*GOAL OF THE EXERCISE*: Look through the records below, and whenever a line contains "Just", copy it.

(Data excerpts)
────────────────────────────────────────

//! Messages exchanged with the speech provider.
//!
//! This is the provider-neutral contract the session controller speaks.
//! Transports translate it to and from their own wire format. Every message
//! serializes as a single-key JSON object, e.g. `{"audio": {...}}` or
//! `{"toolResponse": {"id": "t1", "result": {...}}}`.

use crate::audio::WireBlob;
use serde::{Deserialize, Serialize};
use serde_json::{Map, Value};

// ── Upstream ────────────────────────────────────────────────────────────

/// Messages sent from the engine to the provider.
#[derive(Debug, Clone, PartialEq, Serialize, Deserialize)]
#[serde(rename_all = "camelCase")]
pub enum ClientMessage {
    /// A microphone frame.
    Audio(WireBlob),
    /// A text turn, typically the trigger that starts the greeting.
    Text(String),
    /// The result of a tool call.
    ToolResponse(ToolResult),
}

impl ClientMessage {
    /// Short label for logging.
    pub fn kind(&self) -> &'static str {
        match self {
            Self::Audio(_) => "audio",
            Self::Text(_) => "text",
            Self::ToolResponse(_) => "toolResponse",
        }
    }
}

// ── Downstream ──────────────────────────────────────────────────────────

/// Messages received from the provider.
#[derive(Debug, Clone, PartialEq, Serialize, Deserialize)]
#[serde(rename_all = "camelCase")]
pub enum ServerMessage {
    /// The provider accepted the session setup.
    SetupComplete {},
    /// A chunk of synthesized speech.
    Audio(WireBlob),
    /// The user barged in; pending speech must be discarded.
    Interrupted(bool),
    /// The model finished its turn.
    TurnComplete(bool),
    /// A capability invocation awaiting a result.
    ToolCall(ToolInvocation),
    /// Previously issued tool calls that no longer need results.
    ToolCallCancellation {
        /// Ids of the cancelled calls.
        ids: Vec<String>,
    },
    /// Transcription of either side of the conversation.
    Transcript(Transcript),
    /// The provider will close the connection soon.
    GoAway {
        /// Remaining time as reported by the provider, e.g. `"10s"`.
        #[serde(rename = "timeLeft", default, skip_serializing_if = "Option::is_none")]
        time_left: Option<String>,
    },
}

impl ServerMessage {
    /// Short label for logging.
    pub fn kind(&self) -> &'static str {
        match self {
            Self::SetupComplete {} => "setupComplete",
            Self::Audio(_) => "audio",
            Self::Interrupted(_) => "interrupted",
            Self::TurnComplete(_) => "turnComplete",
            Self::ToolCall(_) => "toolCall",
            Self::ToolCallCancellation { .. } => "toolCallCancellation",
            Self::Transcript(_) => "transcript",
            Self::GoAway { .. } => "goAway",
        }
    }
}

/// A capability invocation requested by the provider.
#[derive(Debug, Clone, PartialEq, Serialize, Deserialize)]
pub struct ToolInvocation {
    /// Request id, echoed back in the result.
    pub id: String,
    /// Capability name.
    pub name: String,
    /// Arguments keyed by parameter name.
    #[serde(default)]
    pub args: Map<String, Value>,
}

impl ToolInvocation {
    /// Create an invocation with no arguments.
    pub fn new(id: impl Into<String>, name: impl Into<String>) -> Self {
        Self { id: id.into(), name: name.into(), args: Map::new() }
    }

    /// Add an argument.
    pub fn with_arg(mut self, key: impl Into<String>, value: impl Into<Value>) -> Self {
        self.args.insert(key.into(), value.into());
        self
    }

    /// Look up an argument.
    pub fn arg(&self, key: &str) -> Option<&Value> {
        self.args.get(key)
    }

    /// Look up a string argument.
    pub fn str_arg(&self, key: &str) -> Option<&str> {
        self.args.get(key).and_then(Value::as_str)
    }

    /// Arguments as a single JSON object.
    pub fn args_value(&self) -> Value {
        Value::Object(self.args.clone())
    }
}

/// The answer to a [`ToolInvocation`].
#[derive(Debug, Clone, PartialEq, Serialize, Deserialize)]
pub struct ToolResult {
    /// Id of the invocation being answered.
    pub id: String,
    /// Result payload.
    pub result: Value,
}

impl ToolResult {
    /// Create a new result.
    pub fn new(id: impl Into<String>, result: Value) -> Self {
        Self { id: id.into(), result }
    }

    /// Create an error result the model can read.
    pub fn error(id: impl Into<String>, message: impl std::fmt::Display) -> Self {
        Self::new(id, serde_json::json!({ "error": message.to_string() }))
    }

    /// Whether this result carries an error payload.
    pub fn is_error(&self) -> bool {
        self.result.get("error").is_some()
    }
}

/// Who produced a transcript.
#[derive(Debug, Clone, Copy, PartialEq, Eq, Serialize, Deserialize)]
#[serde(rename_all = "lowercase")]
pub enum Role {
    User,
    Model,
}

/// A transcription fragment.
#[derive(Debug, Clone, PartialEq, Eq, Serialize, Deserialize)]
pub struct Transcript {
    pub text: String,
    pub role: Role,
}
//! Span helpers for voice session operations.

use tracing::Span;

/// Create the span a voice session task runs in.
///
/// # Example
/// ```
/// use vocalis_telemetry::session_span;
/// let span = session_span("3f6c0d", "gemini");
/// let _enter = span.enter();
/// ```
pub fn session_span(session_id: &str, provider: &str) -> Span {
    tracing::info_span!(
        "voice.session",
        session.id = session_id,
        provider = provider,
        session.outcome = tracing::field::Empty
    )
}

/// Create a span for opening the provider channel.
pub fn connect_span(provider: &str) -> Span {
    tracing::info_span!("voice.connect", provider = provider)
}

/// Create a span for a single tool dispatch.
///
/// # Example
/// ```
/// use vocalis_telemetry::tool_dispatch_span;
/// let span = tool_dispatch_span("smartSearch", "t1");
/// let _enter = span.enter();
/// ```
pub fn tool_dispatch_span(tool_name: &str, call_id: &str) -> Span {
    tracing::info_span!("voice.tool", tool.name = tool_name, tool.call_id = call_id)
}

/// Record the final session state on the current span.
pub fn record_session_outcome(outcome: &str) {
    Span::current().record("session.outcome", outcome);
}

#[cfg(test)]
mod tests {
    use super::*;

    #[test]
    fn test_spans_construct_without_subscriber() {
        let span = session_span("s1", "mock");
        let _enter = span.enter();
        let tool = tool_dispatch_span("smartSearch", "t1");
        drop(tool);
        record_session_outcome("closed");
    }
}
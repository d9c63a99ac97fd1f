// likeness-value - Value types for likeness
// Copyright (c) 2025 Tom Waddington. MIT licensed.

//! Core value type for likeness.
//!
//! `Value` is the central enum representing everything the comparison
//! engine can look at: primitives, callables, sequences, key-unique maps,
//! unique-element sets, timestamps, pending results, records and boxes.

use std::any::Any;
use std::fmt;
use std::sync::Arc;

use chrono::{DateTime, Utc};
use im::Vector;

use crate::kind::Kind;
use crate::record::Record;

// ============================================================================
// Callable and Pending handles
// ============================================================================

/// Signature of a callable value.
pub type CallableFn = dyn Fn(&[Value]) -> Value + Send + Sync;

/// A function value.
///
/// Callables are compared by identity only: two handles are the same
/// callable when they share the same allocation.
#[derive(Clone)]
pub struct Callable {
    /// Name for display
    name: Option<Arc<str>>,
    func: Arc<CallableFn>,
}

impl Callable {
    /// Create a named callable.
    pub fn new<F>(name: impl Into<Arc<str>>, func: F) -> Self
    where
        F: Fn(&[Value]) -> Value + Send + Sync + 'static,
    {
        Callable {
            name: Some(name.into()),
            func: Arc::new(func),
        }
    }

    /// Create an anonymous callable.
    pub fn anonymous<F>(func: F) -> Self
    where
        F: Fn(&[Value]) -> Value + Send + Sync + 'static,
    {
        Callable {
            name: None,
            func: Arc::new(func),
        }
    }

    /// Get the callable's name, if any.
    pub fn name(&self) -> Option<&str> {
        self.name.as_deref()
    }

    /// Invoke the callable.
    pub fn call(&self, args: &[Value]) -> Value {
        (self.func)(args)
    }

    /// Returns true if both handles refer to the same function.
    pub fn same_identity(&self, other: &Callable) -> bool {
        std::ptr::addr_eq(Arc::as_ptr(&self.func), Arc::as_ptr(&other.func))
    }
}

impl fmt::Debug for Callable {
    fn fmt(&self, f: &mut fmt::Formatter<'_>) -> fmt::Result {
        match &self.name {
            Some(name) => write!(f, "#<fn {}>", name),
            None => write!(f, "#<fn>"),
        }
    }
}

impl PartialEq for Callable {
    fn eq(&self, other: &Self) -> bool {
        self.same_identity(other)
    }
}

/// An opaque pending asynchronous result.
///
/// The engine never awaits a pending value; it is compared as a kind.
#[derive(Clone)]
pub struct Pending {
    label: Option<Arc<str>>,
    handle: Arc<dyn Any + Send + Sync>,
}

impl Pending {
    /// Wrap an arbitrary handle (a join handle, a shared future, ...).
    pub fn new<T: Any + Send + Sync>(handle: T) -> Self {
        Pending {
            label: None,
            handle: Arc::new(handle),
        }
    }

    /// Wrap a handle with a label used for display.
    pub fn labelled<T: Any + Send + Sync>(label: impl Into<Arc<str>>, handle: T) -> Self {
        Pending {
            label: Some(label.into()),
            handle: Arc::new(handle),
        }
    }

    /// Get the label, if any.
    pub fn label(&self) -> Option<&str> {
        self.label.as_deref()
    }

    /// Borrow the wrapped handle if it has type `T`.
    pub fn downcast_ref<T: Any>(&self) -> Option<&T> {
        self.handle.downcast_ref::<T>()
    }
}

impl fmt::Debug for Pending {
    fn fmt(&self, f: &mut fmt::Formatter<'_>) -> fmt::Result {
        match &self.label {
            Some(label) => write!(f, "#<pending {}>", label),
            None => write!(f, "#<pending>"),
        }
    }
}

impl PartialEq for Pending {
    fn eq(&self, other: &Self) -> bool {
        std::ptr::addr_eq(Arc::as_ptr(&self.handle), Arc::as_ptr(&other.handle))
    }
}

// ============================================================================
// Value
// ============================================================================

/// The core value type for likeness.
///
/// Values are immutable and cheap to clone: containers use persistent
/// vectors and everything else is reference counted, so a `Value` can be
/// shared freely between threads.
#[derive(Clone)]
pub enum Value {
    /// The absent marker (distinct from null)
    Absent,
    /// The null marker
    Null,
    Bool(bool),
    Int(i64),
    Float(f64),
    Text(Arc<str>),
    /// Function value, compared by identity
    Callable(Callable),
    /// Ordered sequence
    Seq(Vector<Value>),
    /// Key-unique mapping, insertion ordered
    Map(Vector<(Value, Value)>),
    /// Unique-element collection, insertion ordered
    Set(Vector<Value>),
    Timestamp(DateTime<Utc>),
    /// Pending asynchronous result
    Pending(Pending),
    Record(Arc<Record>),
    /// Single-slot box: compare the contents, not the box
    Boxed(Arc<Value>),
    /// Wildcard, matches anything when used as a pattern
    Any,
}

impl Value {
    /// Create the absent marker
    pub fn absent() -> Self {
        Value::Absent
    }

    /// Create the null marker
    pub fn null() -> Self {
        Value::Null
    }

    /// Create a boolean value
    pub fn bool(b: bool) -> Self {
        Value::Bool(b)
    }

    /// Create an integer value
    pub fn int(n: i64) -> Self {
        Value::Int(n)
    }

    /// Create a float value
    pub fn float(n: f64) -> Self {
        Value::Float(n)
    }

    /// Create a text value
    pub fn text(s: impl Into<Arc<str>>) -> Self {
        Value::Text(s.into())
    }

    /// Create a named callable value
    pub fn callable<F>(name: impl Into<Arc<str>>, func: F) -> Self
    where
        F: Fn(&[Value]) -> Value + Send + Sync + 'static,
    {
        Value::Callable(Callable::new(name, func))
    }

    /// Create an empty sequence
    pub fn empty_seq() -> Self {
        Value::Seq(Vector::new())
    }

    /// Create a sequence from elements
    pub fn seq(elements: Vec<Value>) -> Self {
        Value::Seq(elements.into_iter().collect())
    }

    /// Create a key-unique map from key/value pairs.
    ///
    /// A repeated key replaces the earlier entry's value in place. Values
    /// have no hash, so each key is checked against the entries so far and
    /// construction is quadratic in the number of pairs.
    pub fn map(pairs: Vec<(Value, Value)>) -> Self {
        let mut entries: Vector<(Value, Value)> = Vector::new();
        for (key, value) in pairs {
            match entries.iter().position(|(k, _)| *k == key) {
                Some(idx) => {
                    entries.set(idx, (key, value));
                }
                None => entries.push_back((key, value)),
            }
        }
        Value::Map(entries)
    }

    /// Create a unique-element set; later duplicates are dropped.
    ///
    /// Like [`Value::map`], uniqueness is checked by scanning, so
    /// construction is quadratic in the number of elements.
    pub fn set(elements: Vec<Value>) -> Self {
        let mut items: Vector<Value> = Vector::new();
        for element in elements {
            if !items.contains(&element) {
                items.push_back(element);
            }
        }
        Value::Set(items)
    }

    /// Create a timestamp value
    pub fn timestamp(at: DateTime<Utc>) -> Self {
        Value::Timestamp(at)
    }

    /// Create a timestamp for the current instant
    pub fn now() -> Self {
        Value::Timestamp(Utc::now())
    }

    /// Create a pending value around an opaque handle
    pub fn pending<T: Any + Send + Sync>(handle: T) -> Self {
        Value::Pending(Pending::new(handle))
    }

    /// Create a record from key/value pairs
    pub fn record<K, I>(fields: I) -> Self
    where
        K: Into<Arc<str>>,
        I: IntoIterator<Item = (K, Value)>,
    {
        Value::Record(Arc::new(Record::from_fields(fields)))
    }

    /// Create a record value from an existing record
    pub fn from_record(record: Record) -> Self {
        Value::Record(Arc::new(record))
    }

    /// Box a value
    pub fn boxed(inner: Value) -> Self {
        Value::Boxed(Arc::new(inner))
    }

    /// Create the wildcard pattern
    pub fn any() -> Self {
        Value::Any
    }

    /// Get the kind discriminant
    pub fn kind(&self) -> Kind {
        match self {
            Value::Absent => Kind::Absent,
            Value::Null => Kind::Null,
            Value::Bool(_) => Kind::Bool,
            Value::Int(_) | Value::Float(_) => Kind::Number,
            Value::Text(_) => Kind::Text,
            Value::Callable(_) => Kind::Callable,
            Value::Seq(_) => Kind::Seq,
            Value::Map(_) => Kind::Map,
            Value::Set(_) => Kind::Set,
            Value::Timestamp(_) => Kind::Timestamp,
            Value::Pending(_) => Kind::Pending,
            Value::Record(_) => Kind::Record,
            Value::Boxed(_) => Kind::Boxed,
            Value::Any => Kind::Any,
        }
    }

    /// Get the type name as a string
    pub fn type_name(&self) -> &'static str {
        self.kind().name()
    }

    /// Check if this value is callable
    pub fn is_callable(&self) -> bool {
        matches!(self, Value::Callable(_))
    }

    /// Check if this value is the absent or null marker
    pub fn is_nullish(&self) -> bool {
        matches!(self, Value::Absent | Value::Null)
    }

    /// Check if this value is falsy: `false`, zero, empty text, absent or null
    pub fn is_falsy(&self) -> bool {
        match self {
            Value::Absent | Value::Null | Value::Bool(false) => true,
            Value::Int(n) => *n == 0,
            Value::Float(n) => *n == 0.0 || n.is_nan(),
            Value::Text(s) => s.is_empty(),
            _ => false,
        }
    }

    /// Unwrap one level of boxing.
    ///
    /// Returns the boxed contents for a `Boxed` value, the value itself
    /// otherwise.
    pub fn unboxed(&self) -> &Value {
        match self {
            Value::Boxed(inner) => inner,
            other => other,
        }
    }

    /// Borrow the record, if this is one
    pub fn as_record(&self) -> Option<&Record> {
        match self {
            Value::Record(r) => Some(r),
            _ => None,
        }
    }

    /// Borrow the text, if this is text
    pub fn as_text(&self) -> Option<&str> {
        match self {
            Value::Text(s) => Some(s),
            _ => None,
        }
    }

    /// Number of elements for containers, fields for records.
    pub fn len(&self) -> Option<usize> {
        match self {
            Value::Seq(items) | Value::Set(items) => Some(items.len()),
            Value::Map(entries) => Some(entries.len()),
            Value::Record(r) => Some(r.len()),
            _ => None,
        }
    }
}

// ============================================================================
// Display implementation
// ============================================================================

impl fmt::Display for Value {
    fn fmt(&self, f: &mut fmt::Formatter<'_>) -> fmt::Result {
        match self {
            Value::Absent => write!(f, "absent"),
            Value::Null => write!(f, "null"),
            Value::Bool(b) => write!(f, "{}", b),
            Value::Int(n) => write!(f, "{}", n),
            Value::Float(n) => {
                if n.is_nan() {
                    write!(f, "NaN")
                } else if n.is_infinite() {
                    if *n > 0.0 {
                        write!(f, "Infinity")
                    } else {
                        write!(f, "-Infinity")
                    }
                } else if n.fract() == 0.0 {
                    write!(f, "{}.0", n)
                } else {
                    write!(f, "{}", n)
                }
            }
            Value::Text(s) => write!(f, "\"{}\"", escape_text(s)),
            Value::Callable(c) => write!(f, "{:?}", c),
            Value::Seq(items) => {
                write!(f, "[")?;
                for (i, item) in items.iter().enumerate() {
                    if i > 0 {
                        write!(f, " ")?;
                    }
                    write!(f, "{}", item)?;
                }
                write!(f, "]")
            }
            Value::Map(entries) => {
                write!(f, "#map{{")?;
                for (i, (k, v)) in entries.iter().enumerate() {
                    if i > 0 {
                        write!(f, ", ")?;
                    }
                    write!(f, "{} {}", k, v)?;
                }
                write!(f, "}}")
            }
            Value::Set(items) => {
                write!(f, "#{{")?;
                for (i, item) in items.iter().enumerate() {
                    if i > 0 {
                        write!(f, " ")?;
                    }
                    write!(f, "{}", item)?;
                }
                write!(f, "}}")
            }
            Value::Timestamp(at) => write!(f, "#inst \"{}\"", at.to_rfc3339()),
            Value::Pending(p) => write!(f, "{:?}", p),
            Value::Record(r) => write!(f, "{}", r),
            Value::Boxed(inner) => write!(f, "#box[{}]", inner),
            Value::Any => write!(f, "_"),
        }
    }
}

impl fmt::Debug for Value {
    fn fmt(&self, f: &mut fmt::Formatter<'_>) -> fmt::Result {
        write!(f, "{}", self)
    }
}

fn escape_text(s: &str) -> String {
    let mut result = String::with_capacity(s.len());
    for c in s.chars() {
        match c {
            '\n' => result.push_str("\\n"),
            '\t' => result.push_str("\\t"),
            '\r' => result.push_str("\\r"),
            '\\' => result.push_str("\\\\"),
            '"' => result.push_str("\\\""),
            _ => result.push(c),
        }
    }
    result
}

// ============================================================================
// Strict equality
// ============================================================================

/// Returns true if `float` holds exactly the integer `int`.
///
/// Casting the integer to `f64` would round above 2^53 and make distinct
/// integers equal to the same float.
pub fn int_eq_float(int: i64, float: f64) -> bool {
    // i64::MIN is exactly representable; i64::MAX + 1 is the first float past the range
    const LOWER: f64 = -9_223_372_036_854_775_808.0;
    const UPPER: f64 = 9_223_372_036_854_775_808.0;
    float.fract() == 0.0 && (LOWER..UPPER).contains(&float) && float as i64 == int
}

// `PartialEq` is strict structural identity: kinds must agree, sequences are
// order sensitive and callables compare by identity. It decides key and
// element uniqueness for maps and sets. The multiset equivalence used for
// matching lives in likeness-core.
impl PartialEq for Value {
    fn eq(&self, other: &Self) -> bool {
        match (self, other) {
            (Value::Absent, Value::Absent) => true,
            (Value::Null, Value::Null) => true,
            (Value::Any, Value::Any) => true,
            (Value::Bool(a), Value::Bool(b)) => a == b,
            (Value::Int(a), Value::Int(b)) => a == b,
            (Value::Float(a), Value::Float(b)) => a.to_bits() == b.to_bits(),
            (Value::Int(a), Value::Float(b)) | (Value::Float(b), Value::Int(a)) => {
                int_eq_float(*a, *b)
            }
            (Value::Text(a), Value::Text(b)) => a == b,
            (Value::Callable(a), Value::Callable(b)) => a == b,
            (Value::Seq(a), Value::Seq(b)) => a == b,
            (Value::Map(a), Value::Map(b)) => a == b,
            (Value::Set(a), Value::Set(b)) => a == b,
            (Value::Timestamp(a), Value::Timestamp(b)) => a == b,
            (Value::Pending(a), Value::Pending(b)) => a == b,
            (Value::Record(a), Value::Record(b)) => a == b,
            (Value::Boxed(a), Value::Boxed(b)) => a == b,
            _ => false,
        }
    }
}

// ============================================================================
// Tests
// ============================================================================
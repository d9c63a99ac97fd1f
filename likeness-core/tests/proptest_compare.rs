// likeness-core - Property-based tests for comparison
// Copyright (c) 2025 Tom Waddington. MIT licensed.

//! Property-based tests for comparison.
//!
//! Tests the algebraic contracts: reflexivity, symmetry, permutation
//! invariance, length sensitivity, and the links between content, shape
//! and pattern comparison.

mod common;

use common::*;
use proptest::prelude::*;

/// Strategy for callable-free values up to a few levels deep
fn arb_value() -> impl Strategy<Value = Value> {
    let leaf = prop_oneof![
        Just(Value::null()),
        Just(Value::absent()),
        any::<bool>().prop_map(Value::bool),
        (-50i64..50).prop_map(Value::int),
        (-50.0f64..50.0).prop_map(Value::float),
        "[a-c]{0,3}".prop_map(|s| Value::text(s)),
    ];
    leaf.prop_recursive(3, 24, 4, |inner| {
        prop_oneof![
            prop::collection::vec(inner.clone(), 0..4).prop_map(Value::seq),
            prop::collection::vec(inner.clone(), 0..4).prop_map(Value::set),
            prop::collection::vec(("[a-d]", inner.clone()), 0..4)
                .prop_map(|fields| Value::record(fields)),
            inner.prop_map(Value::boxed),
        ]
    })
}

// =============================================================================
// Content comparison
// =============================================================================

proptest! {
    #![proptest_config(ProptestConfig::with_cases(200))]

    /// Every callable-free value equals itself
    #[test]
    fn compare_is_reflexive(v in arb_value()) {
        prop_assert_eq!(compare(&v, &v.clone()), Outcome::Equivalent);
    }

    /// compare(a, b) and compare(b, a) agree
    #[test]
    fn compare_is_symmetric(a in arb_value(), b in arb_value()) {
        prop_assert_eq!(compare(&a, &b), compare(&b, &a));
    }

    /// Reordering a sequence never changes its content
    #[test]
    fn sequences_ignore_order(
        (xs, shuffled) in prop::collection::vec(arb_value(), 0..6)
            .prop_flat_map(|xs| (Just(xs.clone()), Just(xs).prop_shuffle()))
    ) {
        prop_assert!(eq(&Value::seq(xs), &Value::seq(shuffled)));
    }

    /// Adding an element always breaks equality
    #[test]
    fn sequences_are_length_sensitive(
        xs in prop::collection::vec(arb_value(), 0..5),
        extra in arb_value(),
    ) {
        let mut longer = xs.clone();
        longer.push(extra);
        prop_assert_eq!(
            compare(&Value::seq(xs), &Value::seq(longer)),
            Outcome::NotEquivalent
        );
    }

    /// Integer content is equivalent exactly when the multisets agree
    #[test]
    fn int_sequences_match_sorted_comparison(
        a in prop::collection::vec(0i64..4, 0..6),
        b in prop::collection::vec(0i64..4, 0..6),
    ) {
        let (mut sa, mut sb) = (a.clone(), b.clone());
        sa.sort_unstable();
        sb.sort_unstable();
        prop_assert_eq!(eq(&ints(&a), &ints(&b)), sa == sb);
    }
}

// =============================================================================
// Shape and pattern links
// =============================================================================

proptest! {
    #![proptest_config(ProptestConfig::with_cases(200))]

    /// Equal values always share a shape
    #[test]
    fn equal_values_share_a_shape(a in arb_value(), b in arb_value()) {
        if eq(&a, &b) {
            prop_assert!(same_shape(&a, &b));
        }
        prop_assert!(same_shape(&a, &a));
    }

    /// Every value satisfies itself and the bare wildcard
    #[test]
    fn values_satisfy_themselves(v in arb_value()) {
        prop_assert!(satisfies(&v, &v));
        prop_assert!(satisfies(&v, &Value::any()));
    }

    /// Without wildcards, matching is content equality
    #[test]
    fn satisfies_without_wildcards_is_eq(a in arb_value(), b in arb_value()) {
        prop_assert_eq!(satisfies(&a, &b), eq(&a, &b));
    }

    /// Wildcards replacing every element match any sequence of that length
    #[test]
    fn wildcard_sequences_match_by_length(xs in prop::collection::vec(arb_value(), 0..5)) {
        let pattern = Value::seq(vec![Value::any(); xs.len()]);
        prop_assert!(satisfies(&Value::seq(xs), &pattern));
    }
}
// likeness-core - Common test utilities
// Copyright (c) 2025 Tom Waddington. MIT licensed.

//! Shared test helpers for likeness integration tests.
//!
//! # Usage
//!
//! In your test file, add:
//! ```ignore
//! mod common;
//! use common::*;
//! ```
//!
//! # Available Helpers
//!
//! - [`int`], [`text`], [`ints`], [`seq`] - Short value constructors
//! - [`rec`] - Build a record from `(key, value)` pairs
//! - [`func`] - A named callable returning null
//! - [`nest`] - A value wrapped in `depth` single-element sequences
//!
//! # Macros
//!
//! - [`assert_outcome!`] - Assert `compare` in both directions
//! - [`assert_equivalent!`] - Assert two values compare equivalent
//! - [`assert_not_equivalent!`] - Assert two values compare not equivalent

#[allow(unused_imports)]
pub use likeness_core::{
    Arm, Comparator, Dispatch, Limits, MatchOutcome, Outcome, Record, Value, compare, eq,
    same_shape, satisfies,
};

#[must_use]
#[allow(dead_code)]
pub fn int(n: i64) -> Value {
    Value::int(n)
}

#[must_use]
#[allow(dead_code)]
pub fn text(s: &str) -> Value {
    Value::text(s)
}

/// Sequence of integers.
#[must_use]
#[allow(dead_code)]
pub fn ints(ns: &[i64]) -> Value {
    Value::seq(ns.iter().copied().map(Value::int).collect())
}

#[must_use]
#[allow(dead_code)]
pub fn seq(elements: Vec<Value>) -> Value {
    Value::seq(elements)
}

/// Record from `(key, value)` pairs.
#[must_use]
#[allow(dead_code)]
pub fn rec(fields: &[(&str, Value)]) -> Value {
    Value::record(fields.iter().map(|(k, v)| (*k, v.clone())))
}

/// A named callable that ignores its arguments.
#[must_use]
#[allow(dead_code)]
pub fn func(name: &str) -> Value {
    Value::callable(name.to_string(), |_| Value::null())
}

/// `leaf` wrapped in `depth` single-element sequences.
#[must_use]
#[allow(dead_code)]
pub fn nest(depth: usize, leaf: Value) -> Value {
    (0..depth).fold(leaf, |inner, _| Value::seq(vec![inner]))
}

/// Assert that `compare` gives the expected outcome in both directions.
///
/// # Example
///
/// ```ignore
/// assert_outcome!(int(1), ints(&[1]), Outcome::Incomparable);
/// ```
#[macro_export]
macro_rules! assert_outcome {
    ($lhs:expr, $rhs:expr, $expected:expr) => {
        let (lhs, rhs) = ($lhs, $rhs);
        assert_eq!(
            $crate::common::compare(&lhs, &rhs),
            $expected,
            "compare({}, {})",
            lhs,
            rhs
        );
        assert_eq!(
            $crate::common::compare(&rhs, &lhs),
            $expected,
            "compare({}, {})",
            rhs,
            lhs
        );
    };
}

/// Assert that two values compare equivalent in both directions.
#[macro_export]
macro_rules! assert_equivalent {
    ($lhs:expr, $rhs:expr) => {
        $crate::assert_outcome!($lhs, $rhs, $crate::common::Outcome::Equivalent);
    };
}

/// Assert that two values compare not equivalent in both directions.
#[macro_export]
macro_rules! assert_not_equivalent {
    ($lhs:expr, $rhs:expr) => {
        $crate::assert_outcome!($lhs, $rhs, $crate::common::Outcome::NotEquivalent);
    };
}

────────────────────────────────────────

*TASK RESULT*:
        Just(Value::null()),
        Just(Value::absent()),
            .prop_flat_map(|xs| (Just(xs.clone()), Just(xs).prop_shuffle()))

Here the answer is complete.